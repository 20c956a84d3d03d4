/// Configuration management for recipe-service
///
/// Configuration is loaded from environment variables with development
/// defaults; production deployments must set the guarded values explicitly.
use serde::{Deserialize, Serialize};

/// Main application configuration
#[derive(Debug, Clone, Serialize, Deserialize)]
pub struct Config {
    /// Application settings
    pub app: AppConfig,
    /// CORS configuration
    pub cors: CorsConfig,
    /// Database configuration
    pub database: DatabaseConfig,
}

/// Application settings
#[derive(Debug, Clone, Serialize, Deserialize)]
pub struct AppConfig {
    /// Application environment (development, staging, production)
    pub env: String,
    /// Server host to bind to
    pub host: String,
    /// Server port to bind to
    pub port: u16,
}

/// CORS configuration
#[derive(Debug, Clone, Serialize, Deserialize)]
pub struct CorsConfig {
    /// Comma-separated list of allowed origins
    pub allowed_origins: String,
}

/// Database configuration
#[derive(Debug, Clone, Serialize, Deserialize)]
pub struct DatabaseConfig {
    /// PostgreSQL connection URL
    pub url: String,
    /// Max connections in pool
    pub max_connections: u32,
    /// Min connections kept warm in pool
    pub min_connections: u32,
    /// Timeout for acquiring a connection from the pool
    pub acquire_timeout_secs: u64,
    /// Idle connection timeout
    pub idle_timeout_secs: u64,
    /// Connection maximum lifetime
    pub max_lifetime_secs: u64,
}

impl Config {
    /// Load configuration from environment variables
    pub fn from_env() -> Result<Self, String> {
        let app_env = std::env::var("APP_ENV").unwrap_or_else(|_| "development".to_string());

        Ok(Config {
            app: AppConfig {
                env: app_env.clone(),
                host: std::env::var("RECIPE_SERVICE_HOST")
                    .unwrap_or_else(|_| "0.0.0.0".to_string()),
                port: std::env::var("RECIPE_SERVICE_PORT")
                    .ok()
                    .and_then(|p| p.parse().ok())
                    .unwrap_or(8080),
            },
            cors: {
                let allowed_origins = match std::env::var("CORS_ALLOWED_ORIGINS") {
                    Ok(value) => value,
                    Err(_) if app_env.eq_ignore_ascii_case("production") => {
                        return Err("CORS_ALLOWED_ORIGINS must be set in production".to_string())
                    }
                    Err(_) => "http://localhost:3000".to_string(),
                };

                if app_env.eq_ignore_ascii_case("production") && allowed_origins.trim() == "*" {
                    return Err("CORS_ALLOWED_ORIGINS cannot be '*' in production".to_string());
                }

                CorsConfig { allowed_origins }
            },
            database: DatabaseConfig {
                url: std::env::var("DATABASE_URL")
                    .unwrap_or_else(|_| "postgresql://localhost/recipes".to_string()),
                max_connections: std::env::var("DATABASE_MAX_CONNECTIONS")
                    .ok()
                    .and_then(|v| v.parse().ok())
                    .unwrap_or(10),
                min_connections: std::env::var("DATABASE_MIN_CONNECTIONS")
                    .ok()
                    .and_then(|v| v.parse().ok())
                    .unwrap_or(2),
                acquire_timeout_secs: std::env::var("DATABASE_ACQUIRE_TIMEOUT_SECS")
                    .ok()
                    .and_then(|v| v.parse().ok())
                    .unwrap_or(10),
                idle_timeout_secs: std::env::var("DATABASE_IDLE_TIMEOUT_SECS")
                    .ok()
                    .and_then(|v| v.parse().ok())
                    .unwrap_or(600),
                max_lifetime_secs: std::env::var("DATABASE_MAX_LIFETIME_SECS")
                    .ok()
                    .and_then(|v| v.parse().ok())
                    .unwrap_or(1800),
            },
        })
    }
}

→ Task to complete:
Everything in the listing above should be repeated exactly.

→ Reply to the exercise:
repository 20c956a84d3d03d4
/// Configuration management for recipe-service
///
/// Configuration is loaded from environment variables with development
/// defaults; production deployments must set the guarded values explicitly.
use serde::{Deserialize, Serialize};

/// Main application configuration
#[derive(Debug, Clone, Serialize, Deserialize)]
pub struct Config {
    /// Application settings
    pub app: AppConfig,
    /// CORS configuration
    pub cors: CorsConfig,
    /// Database configuration
    pub database: DatabaseConfig,
}

/// Application settings
#[derive(Debug, Clone, Serialize, Deserialize)]
pub struct AppConfig {
    /// Application environment (development, staging, production)
    pub env: String,
    /// Server host to bind to
    pub host: String,
    /// Server port to bind to
    pub port: u16,
}

/// CORS configuration
#[derive(Debug, Clone, Serialize, Deserialize)]
pub struct CorsConfig {
    /// Comma-separated list of allowed origins
    pub allowed_origins: String,
}

/// Database configuration
#[derive(Debug, Clone, Serialize, Deserialize)]
pub struct DatabaseConfig {
    /// PostgreSQL connection URL
    pub url: String,
    /// Max connections in pool
    pub max_connections: u32,
    /// Min connections kept warm in pool
    pub min_connections: u32,
    /// Timeout for acquiring a connection from the pool
    pub acquire_timeout_secs: u64,
    /// Idle connection timeout
    pub idle_timeout_secs: u64,
    /// Connection maximum lifetime
    pub max_lifetime_secs: u64,
}

impl Config {
    /// Load configuration from environment variables
    pub fn from_env() -> Result<Self, String> {
        let app_env = std::env::var("APP_ENV").unwrap_or_else(|_| "development".to_string());

        Ok(Config {
            app: AppConfig {
                env: app_env.clone(),
                host: std::env::var("RECIPE_SERVICE_HOST")
                    .unwrap_or_else(|_| "0.0.0.0".to_string()),
                port: std::env::var("RECIPE_SERVICE_PORT")
                    .ok()
                    .and_then(|p| p.parse().ok())
                    .unwrap_or(8080),
            },
            cors: {
                let allowed_origins = match std::env::var("CORS_ALLOWED_ORIGINS") {
                    Ok(value) => value,
                    Err(_) if app_env.eq_ignore_ascii_case("production") => {
                        return Err("CORS_ALLOWED_ORIGINS must be set in production".to_string())
                    }
                    Err(_) => "http://localhost:3000".to_string(),
                };

                if app_env.eq_ignore_ascii_case("production") && allowed_origins.trim() == "*" {
                    return Err("CORS_ALLOWED_ORIGINS cannot be '*' in production".to_string());
                }

                CorsConfig { allowed_origins }
            },
            database: DatabaseConfig {
                url: std::env::var("DATABASE_URL")
                    .unwrap_or_else(|_| "postgresql://localhost/recipes".to_string()),
                max_connections: std::env::var("DATABASE_MAX_CONNECTIONS")
                    .ok()
                    .and_then(|v| v.parse().ok())
                    .unwrap_or(10),
                min_connections: std::env::var("DATABASE_MIN_CONNECTIONS")
                    .ok()
                    .and_then(|v| v.parse().ok())
                    .unwrap_or(2),
                acquire_timeout_secs: std::env::var("DATABASE_ACQUIRE_TIMEOUT_SECS")
                    .ok()
                    .and_then(|v| v.parse().ok())
                    .unwrap_or(10),
                idle_timeout_secs: std::env::var("DATABASE_IDLE_TIMEOUT_SECS")
                    .ok()
                    .and_then(|v| v.parse().ok())
                    .unwrap_or(600),
                max_lifetime_secs: std::env::var("DATABASE_MAX_LIFETIME_SECS")
                    .ok()
                    .and_then(|v| v.parse().ok())
                    .unwrap_or(1800),
            },
        })
    }
}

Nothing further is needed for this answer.